Exxon Mobil has reversed sharply from the rally that carried it into its May 27 earnings event, dropping 7.8% on the week to $149.81 and erasing a significant portion of the recovery the prior note described as having "legs."
The price action is a clean post-earnings reset. XOM closed at $162.55 heading into the print. It now trades at $149.81 — a 3.3% single-day drop on Tuesday alone. The move is broad-based rather than stock-specific. Every major peer fell in sympathy: DVN shed 9.1% on the week, APA dropped 6.6%, COP fell 6.4%, and CVX gave back 5.8%. OXY held up best with a 3.8% decline, and lost 4.7%. The whole energy complex is repricing, not just XOM.
The lending market offers no signal of tactical short conviction behind the selloff. Availability is effectively unlimited — borrow is as loose as it gets, with shares available running into the billions. Short interest is just 1.15% of the free float, up a modest 0.8% on the week. That creep higher reverses the easing trend flagged in last week's note, but the level remains low. Cost to borrow is down roughly 11% on the week to 0.41%, cheap by any measure. This isn't a short-driven flush. The sellers are longs, not short sellers adding fresh positions.

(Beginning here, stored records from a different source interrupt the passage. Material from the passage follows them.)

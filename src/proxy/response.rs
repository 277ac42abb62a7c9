//! Shared HTTP response helpers

use bytes::Bytes;
use http_body_util::{combinators::BoxBody, BodyExt, Empty, Full};
use hyper::header::{HeaderValue, CONNECTION, CONTENT_TYPE};
use hyper::{Response, StatusCode};

use crate::error::Error;

/// Body type of every response the proxy writes
pub type ProxyBody = BoxBody<Bytes, hyper::Error>;

pub fn full_body(bytes: impl Into<Bytes>) -> ProxyBody {
    Full::new(bytes.into()).map_err(|e| match e {}).boxed()
}

pub fn empty_body() -> ProxyBody {
    Empty::<Bytes>::new().map_err(|e| match e {}).boxed()
}

fn plain_text(status: StatusCode, body: String) -> Response<ProxyBody> {
    let mut response = Response::new(full_body(body));
    *response.status_mut() = status;
    response
        .headers_mut()
        .insert(CONTENT_TYPE, HeaderValue::from_static("text/plain"));
    response
}

/// Create an HTTP 502 Bad Gateway error response
pub fn error_response(message: &str) -> Response<ProxyBody> {
    plain_text(StatusCode::BAD_GATEWAY, format!("Proxy error: {}\n", message))
}

/// Create an HTTP 400 response for requests the proxy cannot route
pub fn bad_request(message: &str) -> Response<ProxyBody> {
    plain_text(StatusCode::BAD_REQUEST, format!("Bad request: {}\n", message))
}

/// 500 with the failure text as the whole body; the connection closes after it
pub fn processing_failure_response(error: &Error) -> Response<ProxyBody> {
    let text = match error {
        Error::Breakpoint(message) => message.clone(),
        other => other.to_string(),
    };

    let mut response = plain_text(StatusCode::INTERNAL_SERVER_ERROR, text);
    response
        .headers_mut()
        .insert(CONNECTION, HeaderValue::from_static("close"));
    response
}

/// `200 Connection Established` for an accepted CONNECT
pub fn connect_established() -> Response<ProxyBody> {
    let mut response = Response::new(empty_body());
    response
        .extensions_mut()
        .insert(hyper::ext::ReasonPhrase::from_static(b"Connection Established"));
    response
}

/// Box a response produced by a middleware
pub fn finished_response(response: Response<Bytes>) -> Response<ProxyBody> {
    response.map(full_body)
}
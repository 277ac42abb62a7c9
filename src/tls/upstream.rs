//! Client-side TLS for connections to origin servers
//!
//! Origin certificates are not verified so that self-signed development
//! servers can be intercepted like any other host.

use rustls::client::danger::{HandshakeSignatureValid, ServerCertVerified, ServerCertVerifier};
use rustls::pki_types::{CertificateDer, ServerName, UnixTime};
use rustls::{ClientConfig, DigitallySignedStruct, SignatureScheme};
use std::sync::Arc;

use crate::error::{Error, Result};

/// Accepts any server certificate
#[derive(Debug)]
pub struct NoVerifier;

impl ServerCertVerifier for NoVerifier {
    fn verify_server_cert(
        &self,
        _end_entity: &CertificateDer<'_>,
        _intermediates: &[CertificateDer<'_>],
        _server_name: &ServerName<'_>,
        _ocsp_response: &[u8],
        _now: UnixTime,
    ) -> std::result::Result<ServerCertVerified, rustls::Error> {
        Ok(ServerCertVerified::assertion())
    }

    fn verify_tls12_signature(
        &self,
        _message: &[u8],
        _cert: &CertificateDer<'_>,
        _dss: &DigitallySignedStruct,
    ) -> std::result::Result<HandshakeSignatureValid, rustls::Error> {
        Ok(HandshakeSignatureValid::assertion())
    }

    fn verify_tls13_signature(
        &self,
        _message: &[u8],
        _cert: &CertificateDer<'_>,
        _dss: &DigitallySignedStruct,
    ) -> std::result::Result<HandshakeSignatureValid, rustls::Error> {
        Ok(HandshakeSignatureValid::assertion())
    }

    fn supported_verify_schemes(&self) -> Vec<SignatureScheme> {
        rustls::crypto::aws_lc_rs::default_provider()
            .signature_verification_algorithms
            .supported_schemes()
    }
}

/// Client config for upstream connections: no verification, HTTP/1.1 only
pub fn insecure_client_config() -> Result<Arc<ClientConfig>> {
    let provider = Arc::new(rustls::crypto::aws_lc_rs::default_provider());
    let mut config = ClientConfig::builder_with_provider(provider)
        .with_safe_default_protocol_versions()
        .map_err(|e| Error::tls(format!("Failed to select protocol versions: {}", e)))?
        .dangerous()
        .with_custom_certificate_verifier(Arc::new(NoVerifier))
        .with_no_client_auth();

    config.alpn_protocols = vec![b"http/1.1".to_vec()];

    Ok(Arc::new(config))
}
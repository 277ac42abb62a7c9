//! Records exchanged with the record builder and breakpoint engine

use bytes::Bytes;
use hyper::header::{HeaderMap, HeaderName, HeaderValue};
use hyper::{Method, StatusCode, Uri};
use serde::{Deserialize, Serialize};
use serde_json::Value;
use std::collections::BTreeMap;

use crate::error::{Error, Result};

/// Header names keyed lowercase; repeated headers are joined with ", "
pub type RecordHeaders = BTreeMap<String, String>;

/// Hop-by-hop headers that must not be forwarded (RFC 7230 §6.1).
pub const HOP_BY_HOP_HEADERS: &[&str] = &[
    "connection",
    "keep-alive",
    "proxy-authenticate",
    "proxy-authorization",
    "proxy-connection",
    "te",
    "trailer",
    "transfer-encoding",
    "upgrade",
];

/// True for headers the proxy owns: message framing and hop-by-hop
pub fn is_managed_header(name: &str) -> bool {
    name.eq_ignore_ascii_case("content-length")
        || HOP_BY_HOP_HEADERS
            .iter()
            .any(|h| name.eq_ignore_ascii_case(h))
}

/// A fully buffered request as seen by the interception pipeline
#[derive(Debug, Clone, PartialEq, Eq)]
pub struct RawRequest {
    /// `http` or `https`
    pub scheme: String,
    pub method: Method,
    /// Absolute URI including scheme and authority
    pub uri: Uri,
    pub headers: HeaderMap,
    pub body: Bytes,
}

impl RawRequest {
    /// The absolute URL as a string
    pub fn url(&self) -> String {
        self.uri.to_string()
    }

    /// Source map fetches are never intercepted
    pub fn is_sourcemap(&self) -> bool {
        self.uri.path().ends_with(".map")
    }
}

/// An upstream response head, plus the body on the text path
#[derive(Debug, Clone, PartialEq, Eq)]
pub struct RawResponse {
    pub status: StatusCode,
    pub headers: HeaderMap,
    /// `None` when the body is streamed
    pub body: Option<Bytes>,
}

/// The request half of an [`ApiRecord`]
#[derive(Debug, Clone, PartialEq, Serialize, Deserialize)]
pub struct RecordRequest {
    pub method: String,
    pub url: String,
    #[serde(default)]
    pub headers: RecordHeaders,
    #[serde(default)]
    pub body: Value,
}

/// The response half of an [`ApiRecord`]
#[derive(Debug, Clone, PartialEq, Serialize, Deserialize)]
pub struct RecordResponse {
    pub status: u16,
    #[serde(default)]
    pub headers: RecordHeaders,
    #[serde(default)]
    pub body: Value,
}

/// Normalized view of one API call
#[derive(Debug, Clone, PartialEq, Serialize, Deserialize)]
pub struct ApiRecord {
    pub request: RecordRequest,
    #[serde(default, skip_serializing_if = "Option::is_none")]
    pub response: Option<RecordResponse>,
}

/// Collapse a header map into record form
pub fn headers_to_record(headers: &HeaderMap) -> RecordHeaders {
    let mut out = RecordHeaders::new();
    for (name, value) in headers {
        let value = String::from_utf8_lossy(value.as_bytes()).into_owned();
        out.entry(name.as_str().to_string())
            .and_modify(|existing: &mut String| {
                existing.push_str(", ");
                existing.push_str(&value);
            })
            .or_insert(value);
    }
    out
}

/// Apply headers returned by a breakpoint over `target`.
///
/// Only headers whose value differs from `before` are written, so an
/// untouched multi-valued header keeps its separate lines. Managed headers
/// are never taken from a record.
pub fn merge_headers(
    target: &mut HeaderMap,
    before: &RecordHeaders,
    after: &RecordHeaders,
) -> Result<()> {
    for (name, value) in after {
        if is_managed_header(name) || before.get(name) == Some(value) {
            continue;
        }
        let header_name = HeaderName::from_bytes(name.as_bytes())
            .map_err(|e| Error::proxy(format!("Invalid header name '{}': {}", name, e)))?;
        let header_value = HeaderValue::from_str(value)
            .map_err(|e| Error::proxy(format!("Invalid value for header '{}': {}", name, e)))?;
        target.insert(header_name, header_value);
    }
    Ok(())
}

/// Body bytes for a record body: strings verbatim, null as empty, anything else as JSON
pub fn body_to_bytes(body: &Value) -> Result<Bytes> {
    match body {
        Value::Null => Ok(Bytes::new()),
        Value::String(s) => Ok(Bytes::from(s.clone())),
        other => serde_json::to_vec(other)
            .map(Bytes::from)
            .map_err(|e| Error::proxy(format!("Failed to serialize record body: {}", e))),
    }
}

Options positioning has drifted slightly more defensive than usual. The put/call ratio is at 0.73, running above its 20-day average of 0.69. It's less than one standard deviation above the mean — not extreme, but directionally consistent with a market hedging into oil price uncertainty. The 52-week high on PCR is 0.90, leaving room for sentiment to deteriorate further if energy prices stay under pressure.
Analyst activity this week cuts against the selloff. Barclays raised its target to $182 from $163 while maintaining Overweight, and Mizuho lifted its target to $175 from $159 while holding Neutral — both actions published either on or just before the earnings date. Further back in the month, Bernstein trimmed to $182 from $195, and UBS edged higher to $174. The consensus mean price target of $169.18 implies about 13% upside from current levels, a meaningful gap that opened wider with this week's decline. The Street's bull case centres on upstream macro strength and refining resilience; the bear case flags premium valuation, downstream margin pressure, and modest buyback execution relative to peers.
Factor scores suggest the fundamental story remains intact even if the price doesn't reflect it. Forward EPS momentum ranks in the 75th percentile on a 90-day basis, and the 12-month forward EPS growth measure ranks in the 80th percentile — both pointing to a company where earnings estimates are still moving in the right direction. The ORTEX short score is low at 29.9, consistent with the loose lending conditions described above, and has barely moved over the past two weeks despite the price drop.
What to watch next is the trajectory of Brent crude and whether the earnings-day weakness proves a single-session overreaction or the start of a more sustained de-rating. The next scheduled event is July 31.